DATA SHOWN »
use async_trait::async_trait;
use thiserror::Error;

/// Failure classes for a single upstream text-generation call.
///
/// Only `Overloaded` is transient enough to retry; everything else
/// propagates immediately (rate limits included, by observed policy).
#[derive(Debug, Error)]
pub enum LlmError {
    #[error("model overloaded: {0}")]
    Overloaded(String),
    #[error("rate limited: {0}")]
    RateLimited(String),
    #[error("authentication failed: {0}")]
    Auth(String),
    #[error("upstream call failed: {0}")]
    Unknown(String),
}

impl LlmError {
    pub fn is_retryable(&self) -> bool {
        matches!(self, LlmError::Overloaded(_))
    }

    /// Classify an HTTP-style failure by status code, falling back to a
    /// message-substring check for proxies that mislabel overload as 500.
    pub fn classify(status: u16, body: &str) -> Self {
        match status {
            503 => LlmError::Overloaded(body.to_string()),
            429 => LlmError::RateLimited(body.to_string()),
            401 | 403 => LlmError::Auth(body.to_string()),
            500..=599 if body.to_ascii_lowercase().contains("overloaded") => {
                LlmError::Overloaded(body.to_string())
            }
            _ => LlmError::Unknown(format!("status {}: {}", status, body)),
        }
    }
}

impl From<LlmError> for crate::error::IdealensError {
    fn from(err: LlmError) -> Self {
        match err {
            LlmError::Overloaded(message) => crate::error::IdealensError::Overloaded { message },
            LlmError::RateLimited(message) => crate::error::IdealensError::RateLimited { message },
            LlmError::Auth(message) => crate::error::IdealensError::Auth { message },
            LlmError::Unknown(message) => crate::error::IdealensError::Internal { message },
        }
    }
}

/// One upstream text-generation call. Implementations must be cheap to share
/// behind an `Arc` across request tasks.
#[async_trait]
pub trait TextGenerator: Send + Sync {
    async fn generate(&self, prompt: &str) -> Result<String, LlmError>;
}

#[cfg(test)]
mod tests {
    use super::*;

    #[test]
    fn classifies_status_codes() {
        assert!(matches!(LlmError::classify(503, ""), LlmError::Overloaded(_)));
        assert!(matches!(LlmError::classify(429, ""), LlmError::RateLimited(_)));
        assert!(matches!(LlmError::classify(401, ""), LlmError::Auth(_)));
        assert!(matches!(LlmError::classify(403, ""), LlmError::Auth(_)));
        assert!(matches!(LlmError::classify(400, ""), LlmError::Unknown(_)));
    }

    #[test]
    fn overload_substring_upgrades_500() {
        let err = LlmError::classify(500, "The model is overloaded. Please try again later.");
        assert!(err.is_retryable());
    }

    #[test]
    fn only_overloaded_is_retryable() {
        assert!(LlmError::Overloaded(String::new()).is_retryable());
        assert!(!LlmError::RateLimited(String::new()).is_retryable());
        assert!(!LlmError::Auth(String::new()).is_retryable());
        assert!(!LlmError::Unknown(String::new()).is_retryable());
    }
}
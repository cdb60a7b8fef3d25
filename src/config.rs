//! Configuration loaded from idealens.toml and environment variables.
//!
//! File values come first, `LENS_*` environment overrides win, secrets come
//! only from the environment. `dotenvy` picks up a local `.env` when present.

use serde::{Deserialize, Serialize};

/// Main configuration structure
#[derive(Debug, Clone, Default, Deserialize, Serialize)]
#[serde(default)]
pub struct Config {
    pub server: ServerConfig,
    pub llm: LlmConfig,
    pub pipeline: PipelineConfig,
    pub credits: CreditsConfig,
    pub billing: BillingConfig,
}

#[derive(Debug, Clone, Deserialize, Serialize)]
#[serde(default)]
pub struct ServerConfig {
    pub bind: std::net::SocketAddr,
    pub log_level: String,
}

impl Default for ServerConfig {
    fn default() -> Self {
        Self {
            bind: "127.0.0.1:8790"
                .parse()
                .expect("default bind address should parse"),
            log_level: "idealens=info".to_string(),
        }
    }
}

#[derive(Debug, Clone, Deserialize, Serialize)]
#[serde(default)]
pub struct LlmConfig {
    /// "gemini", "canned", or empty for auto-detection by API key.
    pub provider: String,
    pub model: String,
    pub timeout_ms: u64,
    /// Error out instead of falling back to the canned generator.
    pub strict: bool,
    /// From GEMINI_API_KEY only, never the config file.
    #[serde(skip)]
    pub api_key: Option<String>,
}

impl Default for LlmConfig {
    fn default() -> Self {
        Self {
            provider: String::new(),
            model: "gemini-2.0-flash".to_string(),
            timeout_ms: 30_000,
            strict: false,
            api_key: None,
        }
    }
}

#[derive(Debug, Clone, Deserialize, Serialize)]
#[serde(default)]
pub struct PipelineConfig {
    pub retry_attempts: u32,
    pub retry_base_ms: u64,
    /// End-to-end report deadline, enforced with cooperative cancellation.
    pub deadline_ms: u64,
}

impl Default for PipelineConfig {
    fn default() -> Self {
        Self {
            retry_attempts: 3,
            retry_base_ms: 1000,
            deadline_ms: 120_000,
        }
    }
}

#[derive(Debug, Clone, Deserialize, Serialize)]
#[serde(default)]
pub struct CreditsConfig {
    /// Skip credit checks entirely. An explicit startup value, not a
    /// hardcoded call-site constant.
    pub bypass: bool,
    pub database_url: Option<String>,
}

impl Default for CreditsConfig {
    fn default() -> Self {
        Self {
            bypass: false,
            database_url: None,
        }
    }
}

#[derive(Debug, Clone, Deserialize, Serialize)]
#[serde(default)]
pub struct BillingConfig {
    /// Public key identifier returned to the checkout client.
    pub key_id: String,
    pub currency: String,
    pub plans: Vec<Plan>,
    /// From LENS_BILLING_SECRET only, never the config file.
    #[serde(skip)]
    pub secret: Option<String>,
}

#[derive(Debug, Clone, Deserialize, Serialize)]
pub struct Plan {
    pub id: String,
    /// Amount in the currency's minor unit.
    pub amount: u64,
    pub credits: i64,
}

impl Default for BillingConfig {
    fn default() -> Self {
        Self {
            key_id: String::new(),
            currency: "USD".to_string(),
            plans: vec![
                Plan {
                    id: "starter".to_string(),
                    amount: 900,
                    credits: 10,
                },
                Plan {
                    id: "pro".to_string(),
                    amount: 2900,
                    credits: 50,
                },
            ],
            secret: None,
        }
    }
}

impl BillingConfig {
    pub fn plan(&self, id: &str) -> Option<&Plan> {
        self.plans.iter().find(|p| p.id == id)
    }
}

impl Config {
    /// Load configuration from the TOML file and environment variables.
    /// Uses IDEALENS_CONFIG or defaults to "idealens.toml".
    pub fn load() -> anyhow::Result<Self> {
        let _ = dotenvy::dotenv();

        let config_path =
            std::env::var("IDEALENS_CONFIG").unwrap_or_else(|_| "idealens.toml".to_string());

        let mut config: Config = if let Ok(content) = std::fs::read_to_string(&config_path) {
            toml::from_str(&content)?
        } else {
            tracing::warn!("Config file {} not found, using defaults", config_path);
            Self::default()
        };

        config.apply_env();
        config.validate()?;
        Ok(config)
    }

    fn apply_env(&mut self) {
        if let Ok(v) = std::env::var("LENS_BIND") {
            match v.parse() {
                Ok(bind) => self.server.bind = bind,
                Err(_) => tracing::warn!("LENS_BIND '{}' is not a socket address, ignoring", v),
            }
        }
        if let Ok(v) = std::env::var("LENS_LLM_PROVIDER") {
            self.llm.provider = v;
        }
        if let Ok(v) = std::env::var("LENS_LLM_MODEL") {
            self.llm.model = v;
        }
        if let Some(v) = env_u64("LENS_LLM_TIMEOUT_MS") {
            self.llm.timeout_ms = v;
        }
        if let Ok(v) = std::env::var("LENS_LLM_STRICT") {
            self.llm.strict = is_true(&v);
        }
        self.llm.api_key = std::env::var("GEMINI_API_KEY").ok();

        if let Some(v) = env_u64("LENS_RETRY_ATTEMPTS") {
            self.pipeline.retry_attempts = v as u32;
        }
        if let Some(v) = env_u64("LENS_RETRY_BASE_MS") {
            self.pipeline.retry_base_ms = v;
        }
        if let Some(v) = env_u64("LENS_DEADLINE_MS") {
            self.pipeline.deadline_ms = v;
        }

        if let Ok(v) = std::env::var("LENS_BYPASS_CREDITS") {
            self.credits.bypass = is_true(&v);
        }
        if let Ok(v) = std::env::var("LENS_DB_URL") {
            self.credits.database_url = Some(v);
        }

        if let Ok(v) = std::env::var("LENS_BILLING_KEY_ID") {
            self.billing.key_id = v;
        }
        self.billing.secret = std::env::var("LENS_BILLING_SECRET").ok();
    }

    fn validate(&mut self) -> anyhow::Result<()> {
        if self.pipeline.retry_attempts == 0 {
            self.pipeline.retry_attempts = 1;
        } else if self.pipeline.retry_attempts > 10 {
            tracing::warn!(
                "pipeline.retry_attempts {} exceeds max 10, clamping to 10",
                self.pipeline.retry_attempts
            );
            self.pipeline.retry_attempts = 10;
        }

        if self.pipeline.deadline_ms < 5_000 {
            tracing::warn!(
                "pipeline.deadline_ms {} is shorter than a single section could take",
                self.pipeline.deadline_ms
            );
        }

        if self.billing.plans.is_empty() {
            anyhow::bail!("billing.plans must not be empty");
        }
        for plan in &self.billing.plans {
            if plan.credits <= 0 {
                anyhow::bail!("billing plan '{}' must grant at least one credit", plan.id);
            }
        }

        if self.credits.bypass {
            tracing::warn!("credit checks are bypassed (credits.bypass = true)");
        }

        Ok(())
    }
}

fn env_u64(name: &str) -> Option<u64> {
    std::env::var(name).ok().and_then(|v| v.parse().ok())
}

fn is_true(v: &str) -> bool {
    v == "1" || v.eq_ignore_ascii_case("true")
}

EXERCISE DIRECTIONS »
Starting at the line with "for plan in", restate every line word for word through the end of the listing above.

SOLUTION TO THIS PROBLEM »
        for plan in &self.billing.plans {
            if plan.credits <= 0 {
                anyhow::bail!("billing plan '{}' must grant at least one credit", plan.id);
            }
        }

        if self.credits.bypass {
            tracing::warn!("credit checks are bypassed (credits.bypass = true)");
        }

        Ok(())
    }
}

fn env_u64(name: &str) -> Option<u64> {
    std::env::var(name).ok().and_then(|v| v.parse().ok())
}

fn is_true(v: &str) -> bool {
    v == "1" || v.eq_ignore_ascii_case("true")
}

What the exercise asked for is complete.